◆ **TASK REQUIREMENTS**
Below are entries; copy exactly the lines from the one with "Every line becomes" through the one with "a palette color.", both included, and leave out the rest.

◆ **SOURCE INFORMATION**
..........
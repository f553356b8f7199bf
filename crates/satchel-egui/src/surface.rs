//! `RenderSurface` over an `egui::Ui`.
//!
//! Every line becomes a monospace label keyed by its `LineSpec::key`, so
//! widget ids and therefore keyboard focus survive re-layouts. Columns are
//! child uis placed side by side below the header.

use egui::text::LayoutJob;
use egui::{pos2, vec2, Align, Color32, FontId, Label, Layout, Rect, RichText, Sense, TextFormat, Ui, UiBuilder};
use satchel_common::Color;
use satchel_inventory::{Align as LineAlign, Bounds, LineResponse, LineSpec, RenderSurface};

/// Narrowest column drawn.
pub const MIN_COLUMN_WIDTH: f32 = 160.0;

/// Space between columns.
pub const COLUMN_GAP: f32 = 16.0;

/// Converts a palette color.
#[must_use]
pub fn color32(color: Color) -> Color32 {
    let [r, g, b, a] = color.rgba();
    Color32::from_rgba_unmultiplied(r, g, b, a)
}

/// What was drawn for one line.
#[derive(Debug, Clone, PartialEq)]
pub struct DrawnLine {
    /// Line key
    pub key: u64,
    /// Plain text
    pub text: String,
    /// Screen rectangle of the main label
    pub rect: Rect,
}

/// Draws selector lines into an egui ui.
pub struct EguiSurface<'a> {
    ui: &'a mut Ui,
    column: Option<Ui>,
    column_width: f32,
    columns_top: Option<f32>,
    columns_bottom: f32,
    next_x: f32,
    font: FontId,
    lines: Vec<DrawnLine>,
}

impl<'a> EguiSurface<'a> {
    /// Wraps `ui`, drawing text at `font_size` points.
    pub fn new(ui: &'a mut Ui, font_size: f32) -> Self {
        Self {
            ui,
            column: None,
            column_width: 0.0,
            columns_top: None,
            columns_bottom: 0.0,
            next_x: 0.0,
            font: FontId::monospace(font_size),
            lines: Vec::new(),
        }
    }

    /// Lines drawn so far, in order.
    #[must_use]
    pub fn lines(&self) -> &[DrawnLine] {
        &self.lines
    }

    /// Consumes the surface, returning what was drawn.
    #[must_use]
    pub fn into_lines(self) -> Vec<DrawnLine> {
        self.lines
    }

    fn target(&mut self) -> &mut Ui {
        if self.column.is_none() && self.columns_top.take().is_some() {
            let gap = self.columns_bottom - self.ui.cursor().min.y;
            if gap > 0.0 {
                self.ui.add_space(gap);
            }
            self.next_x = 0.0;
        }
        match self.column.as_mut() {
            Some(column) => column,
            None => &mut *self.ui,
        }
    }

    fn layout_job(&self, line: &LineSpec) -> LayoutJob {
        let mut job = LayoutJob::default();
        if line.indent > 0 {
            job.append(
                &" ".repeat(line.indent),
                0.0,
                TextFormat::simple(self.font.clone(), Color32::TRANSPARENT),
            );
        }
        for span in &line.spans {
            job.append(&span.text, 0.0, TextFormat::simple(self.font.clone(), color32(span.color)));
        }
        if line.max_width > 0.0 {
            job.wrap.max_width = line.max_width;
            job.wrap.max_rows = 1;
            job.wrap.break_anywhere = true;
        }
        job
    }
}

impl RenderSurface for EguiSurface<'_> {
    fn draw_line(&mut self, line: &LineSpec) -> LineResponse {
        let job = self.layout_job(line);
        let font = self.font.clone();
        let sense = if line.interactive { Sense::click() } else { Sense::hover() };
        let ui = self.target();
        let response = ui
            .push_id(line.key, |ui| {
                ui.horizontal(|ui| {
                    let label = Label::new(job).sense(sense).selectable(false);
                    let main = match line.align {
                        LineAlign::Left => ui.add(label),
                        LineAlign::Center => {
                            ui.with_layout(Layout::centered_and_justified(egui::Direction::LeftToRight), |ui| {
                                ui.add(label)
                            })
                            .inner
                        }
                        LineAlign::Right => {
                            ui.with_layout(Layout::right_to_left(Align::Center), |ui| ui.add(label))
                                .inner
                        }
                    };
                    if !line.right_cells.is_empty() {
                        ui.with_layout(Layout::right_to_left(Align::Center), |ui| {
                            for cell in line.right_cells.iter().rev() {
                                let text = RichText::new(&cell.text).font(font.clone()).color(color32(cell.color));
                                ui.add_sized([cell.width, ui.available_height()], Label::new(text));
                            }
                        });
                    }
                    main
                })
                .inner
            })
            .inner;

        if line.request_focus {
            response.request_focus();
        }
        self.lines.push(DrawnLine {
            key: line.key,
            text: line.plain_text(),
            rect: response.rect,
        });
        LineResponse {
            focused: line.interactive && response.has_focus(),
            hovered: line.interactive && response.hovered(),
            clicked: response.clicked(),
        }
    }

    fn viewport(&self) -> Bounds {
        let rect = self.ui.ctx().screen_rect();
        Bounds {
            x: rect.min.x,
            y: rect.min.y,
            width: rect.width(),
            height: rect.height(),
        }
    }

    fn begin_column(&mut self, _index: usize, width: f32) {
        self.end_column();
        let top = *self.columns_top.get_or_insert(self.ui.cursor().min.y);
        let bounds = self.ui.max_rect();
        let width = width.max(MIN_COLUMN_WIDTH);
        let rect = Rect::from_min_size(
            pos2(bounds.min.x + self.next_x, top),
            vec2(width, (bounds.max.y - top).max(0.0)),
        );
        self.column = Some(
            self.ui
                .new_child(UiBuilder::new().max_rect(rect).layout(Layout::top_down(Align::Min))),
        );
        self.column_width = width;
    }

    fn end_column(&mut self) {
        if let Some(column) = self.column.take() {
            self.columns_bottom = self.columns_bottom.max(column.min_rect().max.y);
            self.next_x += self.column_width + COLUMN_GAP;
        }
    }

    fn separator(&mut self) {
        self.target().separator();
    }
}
..........
◆ **SOLVED PROBLEM**
//! Every line becomes a monospace label keyed by its `LineSpec::key`, so
//! widget ids and therefore keyboard focus survive re-layouts. Columns are
//! child uis placed side by side below the header.

use egui::text::LayoutJob;
use egui::{pos2, vec2, Align, Color32, FontId, Label, Layout, Rect, RichText, Sense, TextFormat, Ui, UiBuilder};
use satchel_common::Color;
use satchel_inventory::{Align as LineAlign, Bounds, LineResponse, LineSpec, RenderSurface};

/// Narrowest column drawn.
pub const MIN_COLUMN_WIDTH: f32 = 160.0;

/// Space between columns.
pub const COLUMN_GAP: f32 = 16.0;

/// Converts a palette color.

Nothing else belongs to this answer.